Tourist Trapped is the English-language debut of the Estonian comedian Sille-Kadri Simer. She’s already well known on the Estonian scene, both for her stand-up and her popular podcast, Tissident (a play on the Estonian words for tits and dissident).

The stage reminds me of travel presentations in the 1980s. They used to be popular events at school auditoriums and church function rooms. A well-spoken person surrounded by “native” props would click through a slide deck full of images of happy people standing in front of blurred landscapes and we’d be subjected to a lecture about their experience of the foreign country for an hour or, if we were greatly unlucky, two.

Thankfully, Sille-Kadri immediately ensures we know this isn’t your everyday holiday talk as she introduces herself as an Eastern European alcoholic who is proudly bi-sexual. She is also, she tells us, the most-hated comedian in Estonian, introduced as “that woman” at an open-mic night in Tallinn.

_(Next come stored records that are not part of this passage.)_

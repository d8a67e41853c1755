/*
 *
 *  *
 *  *      Copyright (c) 2018-2025, SnackCloud All rights reserved.
 *  *
 *  *   Redistribution and use in source and binary forms, with or without
 *  *   modification, are permitted provided that the following conditions are met:
 *  *
 *  *   Redistributions of source code must retain the above copyright notice,
 *  *   this list of conditions and the following disclaimer.
 *  *   Redistributions in binary form must reproduce the above copyright
 *  *   notice, this list of conditions and the following disclaimer in the
 *  *   documentation and/or other materials provided with the distribution.
 *  *   Neither the name of the www.snackcloud.cn developer nor the names of its
 *  *   contributors may be used to endorse or promote products derived from
 *  *   this software without specific prior written permission.
 *  *   Author: SnackCloud
 *  *
 *
 */

//!
//! Bounded map split into independently locked segments.
//!
mod lirs;

use std::hash::{BuildHasher, BuildHasherDefault, Hash};
use std::num::NonZeroUsize;

use lru::LruCache;
use parking_lot::Mutex;
use twox_hash::XxHash64;

use crate::config::EvictionPolicy;
use lirs::LirsSegment;

pub type XxBuildHasher = BuildHasherDefault<XxHash64>;

enum Segment<K: Hash + Eq, V> {
    Lru(LruCache<K, V>),
    Lirs(LirsSegment<K, V>),
}

impl<K: Hash + Eq + Clone, V: Clone> Segment<K, V> {
    fn new(capacity: usize, policy: EvictionPolicy) -> Self {
        match policy {
            EvictionPolicy::Lru => {
                let capacity = NonZeroUsize::new(capacity).unwrap_or(NonZeroUsize::MIN);
                Segment::Lru(LruCache::new(capacity))
            }
            EvictionPolicy::Lirs => Segment::Lirs(LirsSegment::new(capacity)),
        }
    }

    fn get(&mut self, key: &K) -> Option<V> {
        match self {
            Segment::Lru(cache) => cache.get(key).cloned(),
            Segment::Lirs(cache) => cache.get(key),
        }
    }

    fn put_if_absent(&mut self, key: K, value: V) -> Option<V> {
        match self {
            Segment::Lru(cache) => {
                if let Some(existing) = cache.get(&key) {
                    return Some(existing.clone());
                }
                cache.put(key, value);
                None
            }
            Segment::Lirs(cache) => cache.put_if_absent(key, value),
        }
    }

    fn len(&self) -> usize {
        match self {
            Segment::Lru(cache) => cache.len(),
            Segment::Lirs(cache) => cache.len(),
        }
    }

    fn clear(&mut self) {
        match self {
            Segment::Lru(cache) => cache.clear(),
            Segment::Lirs(cache) => cache.clear(),
        }
    }
}

/// A concurrent map holding at most `capacity` entries.
///
/// Keys are spread over segments by their hash and every segment runs its own
/// eviction, so no operation takes a map wide lock. Evicted values are dropped
/// as soon as they leave their segment.
pub struct BoundedConcurrentMap<K: Hash + Eq, V> {
    segments: Vec<Mutex<Segment<K, V>>>,
    hasher: XxBuildHasher,
    capacity: usize,
}

impl<K: Hash + Eq + Clone, V: Clone> BoundedConcurrentMap<K, V> {
    pub fn new(capacity: usize, concurrency_level: usize, policy: EvictionPolicy) -> Self {
        let capacity = capacity.max(1);
        let segment_count = concurrency_level.clamp(1, capacity);
        let base = capacity / segment_count;
        let remainder = capacity % segment_count;
        let segments = (0..segment_count)
            .map(|i| {
                let segment_capacity = if i < remainder { base + 1 } else { base };
                Mutex::new(Segment::new(segment_capacity, policy))
            })
            .collect();
        Self {
            segments,
            hasher: XxBuildHasher::default(),
            capacity,
        }
    }

    fn segment_for(&self, key: &K) -> &Mutex<Segment<K, V>> {
        let hash = self.hasher.hash_one(key);
        // Upper bits, the lower ones already pick the bucket inside the segment.
        let index = ((hash >> 32) as usize) % self.segments.len();
        &self.segments[index]
    }

    pub fn get(&self, key: &K) -> Option<V> {
        self.segment_for(key).lock().get(key)
    }

    /// Insert `value` unless `key` is already present. Returns the value already
    /// present, which callers adopt in place of their own.
    pub fn put_if_absent(&self, key: K, value: V) -> Option<V> {
        self.segment_for(&key).lock().put_if_absent(key, value)
    }

    pub fn len(&self) -> usize {
        self.segments.iter().map(|segment| segment.lock().len()).sum()
    }

    pub fn is_empty(&self) -> bool {
        self.len() == 0
    }

    pub fn capacity(&self) -> usize {
        self.capacity
    }

    pub fn segment_count(&self) -> usize {
        self.segments.len()
    }

    pub fn clear(&self) {
        for segment in &self.segments {
            segment.lock().clear();
        }
    }
}
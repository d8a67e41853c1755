/*
 *
 *  *
 *  *      Copyright (c) 2018-2025, SnackCloud All rights reserved.
 *  *
 *  *   Redistribution and use in source and binary forms, with or without
 *  *   modification, are permitted provided that the following conditions are met:
 *  *
 *  *   Redistributions of source code must retain the above copyright notice,
 *  *   this list of conditions and the following disclaimer.
 *  *   Redistributions in binary form must reproduce the above copyright
 *  *   notice, this list of conditions and the following disclaimer in the
 *  *   documentation and/or other materials provided with the distribution.
 *  *   Neither the name of the www.snackcloud.cn developer nor the names of its
 *  *   contributors may be used to endorse or promote products derived from
 *  *   this software without specific prior written permission.
 *  *   Author: SnackCloud
 *  *
 *
 */

//!
//! Expansion of queries over polymorphic entities into concrete queries.
//!
use indexmap::IndexMap;
use once_cell::sync::Lazy;
use regex::Regex;
use tracing::warn;

use crate::errors::Result;

/// Splits one HQL query into the concrete queries that must run to answer it.
pub trait QuerySplitter: Send + Sync {
    fn concrete_queries(&self, hql: &str) -> Result<Vec<String>>;
}

const BEFORE_CLASS_TOKENS: [&str; 4] = ["from", "delete", "update", ","];
const NOT_AFTER_CLASS_TOKENS: [&str; 3] = ["in", "from", ")"];

static IDENTIFIER: Lazy<Regex> =
    Lazy::new(|| Regex::new(r"^[\p{L}_$][\p{L}\p{N}_$.]*$").expect("identifier regex"));

/// Replaces every entity reference in a `from`, `update` or `delete` position with each
/// of its registered concrete implementors.
///
/// ```rust
/// use hqlplan::{PolymorphicQuerySplitter, QuerySplitter};
///
/// let splitter = PolymorphicQuerySplitter::new()
///     .register("Animal", ["Cat", "Dog"]);
/// let queries = splitter.concrete_queries("from Animal a where a.age > ?").unwrap();
/// assert_eq!(queries, vec!["from Cat a where a.age > ?", "from Dog a where a.age > ?"]);
/// ```
#[derive(Clone, Debug, Default)]
pub struct PolymorphicQuerySplitter {
    implementors: IndexMap<String, Vec<String>>,
}

impl PolymorphicQuerySplitter {
    pub fn new() -> Self {
        Self::default()
    }

    /// Register `entity` as resolving to `implementors`. An empty list makes every
    /// query over the entity resolve to no concrete query at all.
    pub fn register<E, I, S>(mut self, entity: E, implementors: I) -> Self
    where
        E: Into<String>,
        I: IntoIterator<Item = S>,
        S: Into<String>,
    {
        self.implementors
            .insert(entity.into(), implementors.into_iter().map(Into::into).collect());
        self
    }

    pub fn implementors(&self, entity: &str) -> Option<&[String]> {
        self.implementors.get(entity).map(Vec::as_slice)
    }
}

impl QuerySplitter for PolymorphicQuerySplitter {
    fn concrete_queries(&self, hql: &str) -> Result<Vec<String>> {
        let tokens = tokenize(hql);
        let mut template = String::with_capacity(hql.len());
        let mut placeholders: Vec<(String, &[String])> = Vec::new();
        let mut last: Option<String> = None;
        let mut in_select = false;

        for (i, token) in tokens.iter().enumerate() {
            if i > 0 && !is_whitespace(tokens[i - 1]) {
                last = Some(tokens[i - 1].to_lowercase());
            }
            let lower = token.to_lowercase();
            if lower == "select" {
                in_select = true;
            } else if lower == "from" {
                in_select = false;
            }

            let mut replacement = None;
            if !in_select && !is_whitespace(token) && is_identifier(token) {
                let next = tokens[i + 1..]
                    .iter()
                    .find(|t| !is_whitespace(t))
                    .map(|t| t.to_lowercase());
                if is_possibly_class_name(last.as_deref(), next.as_deref()) {
                    if let Some(implementors) = self.implementors.get(*token) {
                        let placeholder = format!("$clazz{}$", placeholders.len());
                        placeholders.push((placeholder.clone(), implementors.as_slice()));
                        replacement = Some(placeholder);
                    }
                }
            }
            match replacement {
                Some(placeholder) => template.push_str(&placeholder),
                None => template.push_str(token),
            }
        }

        let queries = multiply(template, &placeholders);
        if queries.is_empty() {
            let timestamp = chrono::Local::now().format("%Y-%m-%d %H:%M:%S%.3f");
            warn!("{} ==> [Hql] no persistent classes found for query class: {}", timestamp, hql);
        }
        Ok(queries)
    }
}

fn is_possibly_class_name(last: Option<&str>, next: Option<&str>) -> bool {
    match last {
        Some("class") => true,
        Some(last) if BEFORE_CLASS_TOKENS.contains(&last) => {
            !next.map_or(false, |next| NOT_AFTER_CLASS_TOKENS.contains(&next))
        }
        _ => false,
    }
}

fn is_whitespace(token: &str) -> bool {
    token.chars().all(char::is_whitespace)
}

fn is_identifier(token: &str) -> bool {
    IDENTIFIER.is_match(token)
}

/// Split on whitespace and `(),`, keeping the delimiters as tokens of their own.
fn tokenize(hql: &str) -> Vec<&str> {
    let mut tokens = Vec::new();
    let mut start = 0;
    for (i, c) in hql.char_indices() {
        if c.is_whitespace() || c == '(' || c == ')' || c == ',' {
            if start < i {
                tokens.push(&hql[start..i]);
            }
            let end = i + c.len_utf8();
            tokens.push(&hql[i..end]);
            start = end;
        }
    }
    if start < hql.len() {
        tokens.push(&hql[start..]);
    }
    tokens
}

/// Every combination of placeholder replacements, first placeholder varying slowest.
fn multiply(template: String, placeholders: &[(String, &[String])]) -> Vec<String> {
    let mut results = vec![template];
    for (placeholder, implementors) in placeholders {
        results = results
            .iter()
            .flat_map(|query| {
                implementors
                    .iter()
                    .map(move |implementor| query.replacen(placeholder.as_str(), implementor, 1))
            })
            .collect();
    }
    results
}

#[cfg(test)]
mod tests {
    use super::*;

    fn splitter() -> PolymorphicQuerySplitter {
        PolymorphicQuerySplitter::new()
            .register("Animal", ["Cat", "Dog"])
            .register("Owner", ["Person", "Company"])
            .register("Ghost", Vec::<String>::new())
    }

    #[test]
    fn test_unknown_entity_untouched() {
        let hql = "select p.name from Person p where p.id = :id";
        assert_eq!(splitter().concrete_queries(hql).unwrap(), vec![hql.to_string()]);
    }

    #[test]
    fn test_cartesian_product() {
        let queries = splitter()
            .concrete_queries("from Animal a, Owner o where a.owner = o")
            .unwrap();
        assert_eq!(
            queries,
            vec![
                "from Cat a, Person o where a.owner = o",
                "from Cat a, Company o where a.owner = o",
                "from Dog a, Person o where a.owner = o",
                "from Dog a, Company o where a.owner = o",
            ]
        );
    }

    #[test]
    fn test_select_clause_and_in_are_skipped() {
        // `Animal` in the select list is a path, not an entity reference.
        let queries = splitter()
            .concrete_queries("select Animal from Animal where x in (select o from Owner o)")
            .unwrap();
        assert_eq!(queries.len(), 4);
        assert!(queries[0].starts_with("select Animal from Cat where"));
        let bulk = splitter().concrete_queries("delete Animal where age > 3").unwrap();
        assert_eq!(bulk, vec!["delete Cat where age > 3", "delete Dog where age > 3"]);
    }

    #[test]
    fn test_no_implementors() {
        assert!(splitter().concrete_queries("from Ghost g").unwrap().is_empty());
    }
}
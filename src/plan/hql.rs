/*
 *
 *  *
 *  *      Copyright (c) 2018-2025, SnackCloud All rights reserved.
 *  *
 *  *   Redistribution and use in source and binary forms, with or without
 *  *   modification, are permitted provided that the following conditions are met:
 *  *
 *  *   Redistributions of source code must retain the above copyright notice,
 *  *   this list of conditions and the following disclaimer.
 *  *   Redistributions in binary form must reproduce the above copyright
 *  *   notice, this list of conditions and the following disclaimer in the
 *  *   documentation and/or other materials provided with the distribution.
 *  *   Neither the name of the www.snackcloud.cn developer nor the names of its
 *  *   contributors may be used to endorse or promote products derived from
 *  *   this software without specific prior written permission.
 *  *   Author: SnackCloud
 *  *
 *
 */

//!
//! Plans for HQL queries and collection filters.
//!
use std::borrow::Cow;
use std::collections::{BTreeSet, HashSet};
use std::hash::{Hash, Hasher};
use std::ops::Deref;
use std::sync::Arc;

use hqlplan_core::{ParamLocationRecognizer, ParameterMetadata, ParameterTranslations};
use tracing::{debug, trace, warn};

use crate::errors::{HqlError, Result};
use crate::factory::SessionFactory;
use crate::filter::EnabledFilters;
use crate::parameters::{QueryParameters, RowSelection};
use crate::plan::iter::JoinedIterator;
use crate::plan::ReturnMetadata;
use crate::translator::{Row, RowIter, ScrollableResults, SessionContext, Translator};

/// Initial capacity of a result list when the row selection gives no better hint.
const DEFAULT_RESULT_SIZE: usize = 7;

/// Largest capacity reserved up front for a bounded result.
const MAX_REASONABLE_ALLOCATION: usize = 100;

/// A query compiled into one translator per concrete query.
///
/// Immutable once built and shared between sessions through the plan cache.
#[derive(Debug)]
pub struct HqlQueryPlan {
    source_query: String,
    translators: Vec<Translator>,
    sql_strings: Vec<String>,
    query_spaces: BTreeSet<String>,
    parameter_metadata: ParameterMetadata,
    return_metadata: Option<ReturnMetadata>,
    shallow: bool,
    enabled_filter_names: BTreeSet<String>,
}

impl HqlQueryPlan {
    pub fn new(hql: &str, shallow: bool, enabled_filters: &EnabledFilters, factory: &SessionFactory) -> Result<Self> {
        Self::build(hql, None, shallow, enabled_filters, factory)
    }

    fn build(
        hql: &str,
        collection_role: Option<&str>,
        shallow: bool,
        enabled_filters: &EnabledFilters,
        factory: &SessionFactory,
    ) -> Result<Self> {
        let concrete_queries = factory.query_splitter().concrete_queries(hql)?;
        let substitutions = factory.config().query_substitutions();
        let translator_factory = factory.translator_factory();

        let mut translators = Vec::with_capacity(concrete_queries.len());
        let mut query_spaces = BTreeSet::new();
        let mut sql_strings = Vec::new();
        for concrete_query in &concrete_queries {
            let mut translator = match collection_role {
                None => Translator::Query(translator_factory.create_query_translator(
                    hql,
                    concrete_query,
                    enabled_filters,
                    factory,
                )?),
                Some(_) => Translator::Filter(translator_factory.create_filter_translator(
                    hql,
                    concrete_query,
                    enabled_filters,
                    factory,
                )?),
            };
            translator.compile(collection_role, substitutions, shallow)?;
            query_spaces.extend(translator.query_spaces().iter().cloned());
            sql_strings.extend(translator.collect_sql_strings());
            translators.push(translator);
        }

        let (parameter_metadata, return_metadata) = match translators.first() {
            None => (ParameterMetadata::empty(), None),
            Some(first) => {
                let parameter_metadata = build_parameter_metadata(first.parameter_translations(), hql)?;
                let return_metadata = if first.is_manipulation_statement() {
                    None
                } else {
                    // Every plan gets its own copy of the return types.
                    Some(ReturnMetadata::new(
                        first.return_aliases().to_vec(),
                        first.return_types().to_vec(),
                    ))
                };
                (parameter_metadata, return_metadata)
            }
        };

        debug!(
            "compiled query plan for [{}] into {} translator(s), query spaces {:?}",
            hql,
            translators.len(),
            query_spaces
        );

        Ok(Self {
            source_query: hql.to_string(),
            translators,
            sql_strings,
            query_spaces,
            parameter_metadata,
            return_metadata,
            shallow,
            enabled_filter_names: enabled_filters.keys().cloned().collect(),
        })
    }

    pub fn source_query(&self) -> &str {
        &self.source_query
    }

    pub fn query_spaces(&self) -> &BTreeSet<String> {
        &self.query_spaces
    }

    pub fn translators(&self) -> &[Translator] {
        &self.translators
    }

    pub fn sql_strings(&self) -> &[String] {
        &self.sql_strings
    }

    pub fn parameter_metadata(&self) -> &ParameterMetadata {
        &self.parameter_metadata
    }

    /// `None` for insert, update and delete statements.
    pub fn return_metadata(&self) -> Option<&ReturnMetadata> {
        self.return_metadata.as_ref()
    }

    pub fn is_shallow(&self) -> bool {
        self.shallow
    }

    pub fn enabled_filter_names(&self) -> &BTreeSet<String> {
        &self.enabled_filter_names
    }

    /// Run every translator and combine their results.
    ///
    /// With more than one translator an offset or limit cannot be pushed down to each
    /// statement, so the translators run unbounded and the window is applied here over
    /// distinct rows. Processing stops as soon as the window is full.
    pub fn perform_list(&self, params: &QueryParameters, session: &dyn SessionContext) -> Result<Vec<Row>> {
        trace!("find: {}", self.source_query);
        trace!("{}", params);

        let selection = params.row_selection();
        let needs_limit = selection.map_or(false, RowSelection::defines_limits) && self.translators.len() > 1;
        let params_to_use = if needs_limit {
            let timestamp = chrono::Local::now().format("%Y-%m-%d %H:%M:%S%.3f");
            warn!(
                "{} ==> [Hql] firstResult/maxResults specified on polymorphic query; applying in memory: {}",
                timestamp, self.source_query
            );
            Cow::Owned(params.create_copy_using(selection.map(RowSelection::without_limits)))
        } else {
            Cow::Borrowed(params)
        };

        let first_row = selection.and_then(RowSelection::first_row).unwrap_or(0);
        let max_rows = selection.and_then(RowSelection::max_rows);
        let window_full = |len: usize| max_rows.map_or(false, |max| len >= max);

        let guessed_result_size = guess_result_size(selection);
        let mut combined = Vec::with_capacity(guessed_result_size);
        let mut distinction = HashSet::with_capacity(guessed_result_size);
        let mut included_count = 0;

        for translator in &self.translators {
            if needs_limit && window_full(combined.len()) {
                break;
            }
            let rows = translator.list(session, &params_to_use)?;
            if !needs_limit {
                combined.extend(rows);
                continue;
            }
            for row in rows {
                if !distinction.insert(IdentityKey(row.clone())) {
                    continue;
                }
                included_count += 1;
                if included_count <= first_row {
                    continue;
                }
                combined.push(row);
                if window_full(combined.len()) {
                    break;
                }
            }
        }
        Ok(combined)
    }

    /// Iterate the results of every translator in order without collecting them.
    pub fn perform_iterate(&self, params: &QueryParameters, session: &dyn SessionContext) -> Result<RowIter> {
        trace!("iterate: {}", self.source_query);
        trace!("{}", params);

        match self.translators.as_slice() {
            [] => Ok(Box::new(std::iter::empty())),
            [translator] => translator.iterate(session, params),
            translators => {
                let iterators = translators
                    .iter()
                    .map(|translator| translator.iterate(session, params))
                    .collect::<Result<Vec<_>>>()?;
                Ok(Box::new(JoinedIterator::new(iterators)))
            }
        }
    }

    pub fn perform_scroll(
        &self,
        params: &QueryParameters,
        session: &dyn SessionContext,
    ) -> Result<Box<dyn ScrollableResults>> {
        trace!("scroll: {}", self.source_query);
        trace!("{}", params);

        let [translator] = self.translators.as_slice() else {
            return Err(HqlError::query_error("implicit polymorphism not supported for scroll() queries"));
        };
        let defines_limits = params.row_selection().map_or(false, RowSelection::defines_limits);
        if defines_limits && translator.contains_collection_fetches() {
            return Err(HqlError::query_error(
                "firstResult/maxResults not supported in conjunction with scroll() of a query containing collection fetches",
            ));
        }
        translator.scroll(session, params)
    }

    /// Execute a bulk statement, returning the rows affected over all translators.
    pub fn perform_execute_update(&self, params: &QueryParameters, session: &dyn SessionContext) -> Result<u64> {
        trace!("executeUpdate: {}", self.source_query);
        trace!("{}", params);

        if self.translators.len() > 1 {
            let timestamp = chrono::Local::now().format("%Y-%m-%d %H:%M:%S%.3f");
            warn!(
                "{} ==> [Hql] Manipulation query [{}] resulted in [{}] split queries",
                timestamp,
                self.source_query,
                self.translators.len()
            );
        }
        let mut result = 0;
        for translator in &self.translators {
            result += translator.execute_update(session, params)?;
        }
        Ok(result)
    }
}

/// A plan for a query over the elements of one collection role.
#[derive(Debug)]
pub struct FilterQueryPlan {
    plan: HqlQueryPlan,
    collection_role: String,
}

impl FilterQueryPlan {
    pub fn new(
        hql: &str,
        collection_role: &str,
        shallow: bool,
        enabled_filters: &EnabledFilters,
        factory: &SessionFactory,
    ) -> Result<Self> {
        let plan = HqlQueryPlan::build(hql, Some(collection_role), shallow, enabled_filters, factory)?;
        Ok(Self {
            plan,
            collection_role: collection_role.to_string(),
        })
    }

    pub fn collection_role(&self) -> &str {
        &self.collection_role
    }
}

impl Deref for FilterQueryPlan {
    type Target = HqlQueryPlan;

    fn deref(&self) -> &Self::Target {
        &self.plan
    }
}

/// Capacity to reserve for a result list bounded by `selection`.
pub fn guess_result_size(selection: Option<&RowSelection>) -> usize {
    if let Some(selection) = selection {
        let max_reasonable_allocation = selection.fetch_size().unwrap_or(MAX_REASONABLE_ALLOCATION);
        match (selection.max_rows(), selection.fetch_size()) {
            (Some(max_rows), _) if max_rows > 0 => return max_reasonable_allocation.min(max_rows),
            (_, Some(fetch_size)) if fetch_size > 0 => return fetch_size,
            _ => {}
        }
    }
    DEFAULT_RESULT_SIZE
}

/// Ordinal and named parameter descriptors of `hql`, typed by the first translator.
fn build_parameter_metadata(translations: &ParameterTranslations, hql: &str) -> Result<ParameterMetadata> {
    let recognizer = ParamLocationRecognizer::parse_locations(hql)?;
    let found = recognizer.ordinal_parameter_locations().len();
    if translations.supports_ordinal_parameter_metadata() && translations.ordinal_parameter_count() != found {
        return Err(HqlError::ParameterMismatch {
            expected: translations.ordinal_parameter_count(),
            found,
        });
    }
    Ok(ParameterMetadata::from_locations(&recognizer, Some(translations), false))
}

/// Compares rows by allocation, not by value.
struct IdentityKey(Row);

impl PartialEq for IdentityKey {
    fn eq(&self, other: &Self) -> bool {
        Arc::ptr_eq(&self.0, &other.0)
    }
}

impl Eq for IdentityKey {}

impl Hash for IdentityKey {
    fn hash<H: Hasher>(&self, state: &mut H) {
        Arc::as_ptr(&self.0).hash(state);
    }
}

#[cfg(test)]
mod tests {
    use super::*;

    #[test]
    fn test_guess_result_size() {
        assert_eq!(guess_result_size(None), 7);
        assert_eq!(guess_result_size(Some(&RowSelection::new())), 7);
        assert_eq!(guess_result_size(Some(&RowSelection::new().set_max_rows(20))), 20);
        assert_eq!(guess_result_size(Some(&RowSelection::new().set_max_rows(5_000))), 100);
        assert_eq!(
            guess_result_size(Some(&RowSelection::new().set_max_rows(5_000).set_fetch_size(250))),
            250
        );
        assert_eq!(guess_result_size(Some(&RowSelection::new().set_fetch_size(30))), 30);
        assert_eq!(guess_result_size(Some(&RowSelection::new().set_max_rows(0))), 7);
    }

    #[test]
    fn test_parameter_metadata_mismatch() {
        let translations = ParameterTranslations::new().ordinal(None);
        let err = build_parameter_metadata(&translations, "from Cat c where c.age > ? and c.weight < ?").unwrap_err();
        assert_eq!(err, HqlError::ParameterMismatch { expected: 1, found: 2 });

        let unchecked = ParameterTranslations::without_ordinal_metadata();
        let metadata = build_parameter_metadata(&unchecked, "from Cat c where c.age > ? and c.name = :name").unwrap();
        assert_eq!(metadata.ordinal_parameter_count(), 1);
        assert!(metadata.named_parameter_descriptor("name").is_ok());
    }

    #[test]
    fn test_identity_key() {
        let row: Row = Arc::new(hqlplan_core::HqlValue::Int(1));
        let same_value: Row = Arc::new(hqlplan_core::HqlValue::Int(1));
        let mut seen = HashSet::new();
        assert!(seen.insert(IdentityKey(row.clone())));
        assert!(!seen.insert(IdentityKey(row)));
        assert!(seen.insert(IdentityKey(same_value)));
    }
}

Her show is not simply a succession of jokes but has been written as an experience; she’s here to tell us her best travel stories. The stage is decorated with a large tree, a glass of water and a pride flag. Her outfit is a rainbow caricature of the traditional Estonian maiden.

“I’m not holding anything back,” she tells us as she embarks on the roller coaster of her youth. Starting with her first trip abroad in 2012, she drags us along as she explores drugs and sex and rock and roll. Her stories are unfiltered and raw: the drugs are bad, the sex is worse, and the music is strictly nineties.

I don’t know about you, but I’m sick of the media image of the perfect modern traveller sitting tranquilly on a sandy beach with her laptop reflecting the glaring sun. Travelling with Sille-Kadri is a fantastic antidote to the saccharine-sweet narrative of the digital nomad. Sex on the road, for example, is never the perfect zipless fuck: her one-night stands are awkward and funny and infused with the fear of getting pregnant. This is countered with her boyfriends’ lack of endurance for the Estonian winter as she tries to learn how to react correctly towards being abandoned without being broken up with.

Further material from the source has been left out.